*** Opening of Record extracts ***

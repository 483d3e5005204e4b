//! Production [`BrowserLauncher`]: headless Chromium via `chromiumoxide`.
//!
//! Each session gets its own throwaway profile directory so concurrent
//! renders never share browser state, and its own DevTools handler task that
//! ends when the browser connection closes.

use crate::config::PdfOptions;
use crate::error::Notes2PdfError;
use crate::pipeline::pdf::{BrowserLauncher, BrowserSession};
use async_trait::async_trait;
use chrome_locate::resolve_executable;
use chromiumoxide::cdp::browser_protocol::page::{EventLifecycleEvent, PrintToPdfParams};
use chromiumoxide::error::CdpError;
use chromiumoxide::{Browser, BrowserConfig, Page};
use futures::StreamExt;
use tempfile::TempDir;
use tokio::task::JoinHandle;
use tokio::time::Duration;
use tracing::{debug, warn};

/// Flags passed to every launch in addition to chromiumoxide's defaults.
/// The sandbox pair is added separately when [`PdfOptions::disable_sandbox`]
/// is set.
pub const EXTRA_LAUNCH_ARGS: [&str; 2] = ["--disable-dev-shm-usage", "--disable-gpu"];

/// Launches a headless Chromium per render.
#[derive(Debug, Clone, Default)]
pub struct ChromiumLauncher;

impl ChromiumLauncher {
    pub fn new() -> Self {
        Self
    }
}

#[async_trait]
impl BrowserLauncher for ChromiumLauncher {
    async fn launch(
        &self,
        options: &PdfOptions,
    ) -> Result<Box<dyn BrowserSession>, Notes2PdfError> {
        let executable = resolve_executable(options.executable.as_deref());
        executable.verify().map_err(|e| Notes2PdfError::BrowserLaunchFailed {
            detail: e.to_string(),
        })?;
        debug!("Chromium executable: {:?} ({})", executable.path, executable.source);

        let profile = TempDir::new().map_err(|e| Notes2PdfError::BrowserLaunchFailed {
            detail: format!("profile directory: {e}"),
        })?;

        let mut builder = BrowserConfig::builder()
            .user_data_dir(profile.path())
            .launch_timeout(Duration::from_secs(options.timeout_secs))
            .request_timeout(Duration::from_secs(options.timeout_secs))
            .args(EXTRA_LAUNCH_ARGS);
        if options.disable_sandbox {
            builder = builder.no_sandbox();
        }
        if let Some(path) = executable.path.as_deref() {
            builder = builder.chrome_executable(path);
        }
        let config = builder
            .build()
            .map_err(|detail| Notes2PdfError::BrowserLaunchFailed { detail })?;

        let (browser, mut handler) = Browser::launch(config).await.map_err(|e| {
            Notes2PdfError::BrowserLaunchFailed {
                detail: e.to_string(),
            }
        })?;

        let handler_task = tokio::spawn(async move {
            while let Some(event) = handler.next().await {
                if let Err(e) = event {
                    debug!("DevTools handler: {}", e);
                }
            }
        });

        Ok(Box::new(ChromiumSession {
            browser,
            page: None,
            handler_task: Some(handler_task),
            _profile: profile,
            closed: false,
        }))
    }
}

struct ChromiumSession {
    browser: Browser,
    page: Option<Page>,
    handler_task: Option<JoinHandle<()>>,
    // Removed from disk when the session is dropped.
    _profile: TempDir,
    closed: bool,
}

#[async_trait]
impl BrowserSession for ChromiumSession {
    async fn load_html(&mut self, html: &str) -> Result<(), Notes2PdfError> {
        let load_failed = |e: CdpError| Notes2PdfError::PageLoadFailed {
            detail: e.to_string(),
        };
        let page = self
            .browser
            .new_page("about:blank")
            .await
            .map_err(load_failed)?;

        // Subscribe before writing so no lifecycle event of the new document
        // is missed.
        let mut lifecycle = page
            .event_listener::<EventLifecycleEvent>()
            .await
            .map_err(load_failed)?;
        let main_frame = page.mainframe().await.map_err(load_failed)?;

        page.set_content(html).await.map_err(load_failed)?;

        let mut watch = IdleWatch::new(main_frame.map(|f| f.inner().clone()));
        let mut idle = false;
        while let Some(event) = lifecycle.next().await {
            if watch.observe(event.frame_id.inner(), &event.name) {
                idle = true;
                break;
            }
        }
        if !idle {
            return Err(Notes2PdfError::PageLoadFailed {
                detail: "browser disconnected before the network went idle".into(),
            });
        }
        debug!("Page content loaded and network idle");

        self.page = Some(page);
        Ok(())
    }

    async fn print_pdf(&mut self, options: &PdfOptions) -> Result<Vec<u8>, Notes2PdfError> {
        let page = self.page.as_ref().ok_or_else(|| Notes2PdfError::PdfExportFailed {
            detail: "no page loaded".into(),
        })?;
        page.pdf(print_params(options))
            .await
            .map_err(|e| Notes2PdfError::PdfExportFailed {
                detail: e.to_string(),
            })
    }

    async fn close(&mut self) -> Result<(), Notes2PdfError> {
        if self.closed {
            return Ok(());
        }
        self.closed = true;
        self.page = None;

        let closed = self.browser.close().await;
        if closed.is_err() {
            // The DevTools connection is gone; make sure the process is too.
            if let Some(Err(e)) = self.browser.kill().await {
                warn!("Failed to kill browser process: {}", e);
            }
        }
        if let Err(e) = self.browser.wait().await {
            warn!("Failed to reap browser process: {}", e);
        }
        if let Some(task) = self.handler_task.take() {
            task.abort();
        }

        closed
            .map(|_| ())
            .map_err(|e| Notes2PdfError::Internal(format!("browser close: {e}")))
    }
}

/// Tracks main-frame lifecycle events until the written document has loaded
/// and its network has gone idle.
///
/// Events from other frames are ignored, and a `networkIdle` left over from
/// `about:blank` does not count because it arrives before the new document's
/// `DOMContentLoaded`/`load`.
#[derive(Debug, Default)]
struct IdleWatch {
    main_frame: Option<String>,
    document_ready: bool,
}

impl IdleWatch {
    fn new(main_frame: Option<String>) -> Self {
        Self {
            main_frame,
            document_ready: false,
        }
    }

    /// Feed one lifecycle event; true once the page is idle.
    fn observe(&mut self, frame_id: &str, name: &str) -> bool {
        if self.main_frame.as_deref().is_some_and(|f| f != frame_id) {
            return false;
        }
        match name {
            "init" => {
                self.document_ready = false;
                false
            }
            "DOMContentLoaded" | "load" => {
                self.document_ready = true;
                false
            }
            "networkIdle" => self.document_ready,
            _ => false,
        }
    }
}

/// DevTools print parameters for `options`.
pub fn print_params(options: &PdfOptions) -> PrintToPdfParams {
    let (width, height) = options.paper.dimensions_in();
    let margin = options.margin_inches;
    PrintToPdfParams {
        print_background: Some(options.print_background),
        paper_width: Some(width),
        paper_height: Some(height),
        margin_top: Some(margin),
        margin_bottom: Some(margin),
        margin_left: Some(margin),
        margin_right: Some(margin),
        ..Default::default()
    }
}

#[cfg(test)]
mod tests {
    use super::*;
    use crate::config::PaperSize;

    #[test]
    fn a4_print_params() {
        let params = print_params(&PdfOptions::default());
        assert_eq!(params.paper_width, Some(8.27));
        assert_eq!(params.paper_height, Some(11.69));
        assert_eq!(params.margin_top, Some(1.0));
        assert_eq!(params.margin_left, Some(1.0));
        assert_eq!(params.print_background, Some(true));
    }

    #[test]
    fn custom_paper_and_margins() {
        let options = PdfOptions {
            paper: PaperSize::Letter,
            margin_inches: 0.5,
            print_background: false,
            ..PdfOptions::default()
        };
        let params = print_params(&options);
        assert_eq!(params.paper_width, Some(8.5));
        assert_eq!(params.margin_bottom, Some(0.5));
        assert_eq!(params.print_background, Some(false));
    }

    #[tokio::test]
    async fn missing_explicit_executable_fails_before_launch() {
        let options = PdfOptions {
            executable: Some("/nonexistent/chrome-binary".into()),
            ..PdfOptions::default()
        };
        let err = ChromiumLauncher::new().launch(&options).await.err().unwrap();
        assert!(matches!(
            err,
            Notes2PdfError::BrowserLaunchFailed { ref detail }
                if detail.contains("/nonexistent/chrome-binary")
        ));
    }

    #[test]
    fn idle_requires_the_written_document_to_load_first() {
        let mut watch = IdleWatch::new(Some("main".into()));
        // Left over from about:blank.
        assert!(!watch.observe("main", "networkIdle"));
        assert!(!watch.observe("main", "DOMContentLoaded"));
        assert!(!watch.observe("main", "networkAlmostIdle"));
        assert!(watch.observe("main", "networkIdle"));
    }

    #[test]
    fn idle_ignores_other_frames() {
        let mut watch = IdleWatch::new(Some("main".into()));
        assert!(!watch.observe("iframe", "load"));
        assert!(!watch.observe("iframe", "networkIdle"));
        assert!(!watch.observe("main", "networkIdle"));
        assert!(!watch.observe("main", "load"));
        assert!(watch.observe("main", "networkIdle"));
    }

    #[test]
    fn idle_resets_on_new_document() {
        let mut watch = IdleWatch::new(None);
        assert!(!watch.observe("any", "load"));
        assert!(!watch.observe("any", "init"));
        assert!(!watch.observe("any", "networkIdle"));
        assert!(!watch.observe("any", "load"));
        assert!(watch.observe("any", "networkIdle"));
    }
}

*** Close of Record extracts ***

What you need to do:
Print exactly the lines from the beginning of the entries through the line with "to chromiumoxide's defaults.". Output nothing more.

Task output:
repository 483d3e5005204e4b
//! Production [`BrowserLauncher`]: headless Chromium via `chromiumoxide`.
//!
//! Each session gets its own throwaway profile directory so concurrent
//! renders never share browser state, and its own DevTools handler task that
//! ends when the browser connection closes.

use crate::config::PdfOptions;
use crate::error::Notes2PdfError;
use crate::pipeline::pdf::{BrowserLauncher, BrowserSession};
use async_trait::async_trait;
use chrome_locate::resolve_executable;
use chromiumoxide::cdp::browser_protocol::page::{EventLifecycleEvent, PrintToPdfParams};
use chromiumoxide::error::CdpError;
use chromiumoxide::{Browser, BrowserConfig, Page};
use futures::StreamExt;
use tempfile::TempDir;
use tokio::task::JoinHandle;
use tokio::time::Duration;
use tracing::{debug, warn};

/// Flags passed to every launch in addition to chromiumoxide's defaults.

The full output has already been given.